The Democrat’s Covid relief bill “represents one of the most generous expansions of aid to the poor in recent history, while also showering thousands or, in some cases, tens of thousands of dollars on Americans families navigating the coronavirus pandemic,” The Washington Post’s Heather Long, Alyssa Fowers and Andrew Van Dam reported over the weekend.
The $1.9 trillion American Rescue Plan focuses largely on low- and middle-income Americans, along with state and local governments, while providing relatively little for corporations and the wealthy. The surge in spending will drive household incomes to their highest levels in many years and cut poverty by about a third, experts say.
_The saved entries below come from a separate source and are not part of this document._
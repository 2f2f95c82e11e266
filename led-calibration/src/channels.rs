//! Selection of the channels which take part in the calibration.
use nveto_common::{Channel, VETO_CHANNELS};
use serde::{Deserialize, Serialize};
use std::{collections::BTreeSet, num::ParseIntError, str::FromStr};
use thiserror::Error;

#[derive(Debug, Error)]
pub enum ParseChannelsError {
    #[error("Invalid channel: {0}")]
    Channel(#[from] ParseIntError),
    #[error("Channel range {0}-{1} is decreasing")]
    DecreasingRange(Channel, Channel),
    #[error("Channel list is empty")]
    Empty,
}

/// The channels whose fragments are calibrated.
#[derive(Clone, Debug, PartialEq, Eq, Serialize, Deserialize)]
#[serde(rename_all = "kebab-case")]
pub enum ChannelSelection {
    /// Every channel present in the batch.
    All,
    /// Only the listed channels. Fragments of other channels are discarded.
    Only(BTreeSet<Channel>),
}

impl ChannelSelection {
    /// Selects the photomultipliers of the neutron veto.
    pub fn veto() -> Self {
        Self::Only(VETO_CHANNELS.collect())
    }

    pub fn contains(&self, channel: Channel) -> bool {
        match self {
            Self::All => true,
            Self::Only(channels) => channels.contains(&channel),
        }
    }
}

impl Default for ChannelSelection {
    fn default() -> Self {
        Self::veto()
    }
}

/// Parses either `all`, or a comma separated list of channels and inclusive ranges,
/// e.g. `2000-2009,2015`.
impl FromStr for ChannelSelection {
    type Err = ParseChannelsError;

    fn from_str(s: &str) -> Result<Self, Self::Err> {
        if s.trim().eq_ignore_ascii_case("all") {
            return Ok(Self::All);
        }
        let mut channels = BTreeSet::new();
        for item in s.split(',').map(str::trim).filter(|item| !item.is_empty()) {
            match item.split_once('-') {
                Some((first, last)) => {
                    let (first, last) = (
                        first.trim().parse::<Channel>()?,
                        last.trim().parse::<Channel>()?,
                    );
                    if first > last {
                        return Err(ParseChannelsError::DecreasingRange(first, last));
                    }
                    channels.extend(first..=last);
                }
                None => {
                    channels.insert(item.parse::<Channel>()?);
                }
            }
        }
        if channels.is_empty() {
            return Err(ParseChannelsError::Empty);
        }
        Ok(Self::Only(channels))
    }
}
Indivar Dutta-Gupta of the Georgetown Center on Poverty and Inequality told the Post that the legislation “likely represents the most effective set of policies for reducing child poverty ever in one bill, especially among Black and Latinx children. The Biden administration is seeing this more like a wartime mobilization. They’ll deal with any downside risks later on.”
$2.2 trillion for workers and families: The numbers are staggering in aggregate, with households ultimately receiving $2.2 trillion in aid from the various relief bills Congress passed in the last year – roughly equal to the cost of Social Security, Medicare and Medicaid combined.
The gush of money will be short-lived, however, with most of it expiring after this year. “That could be an abrupt awakening for Americans who have grown accustomed to financial support since Congress moved swiftly to create a stronger safety net at the start of the pandemic a year ago,” Long and her coauthors said.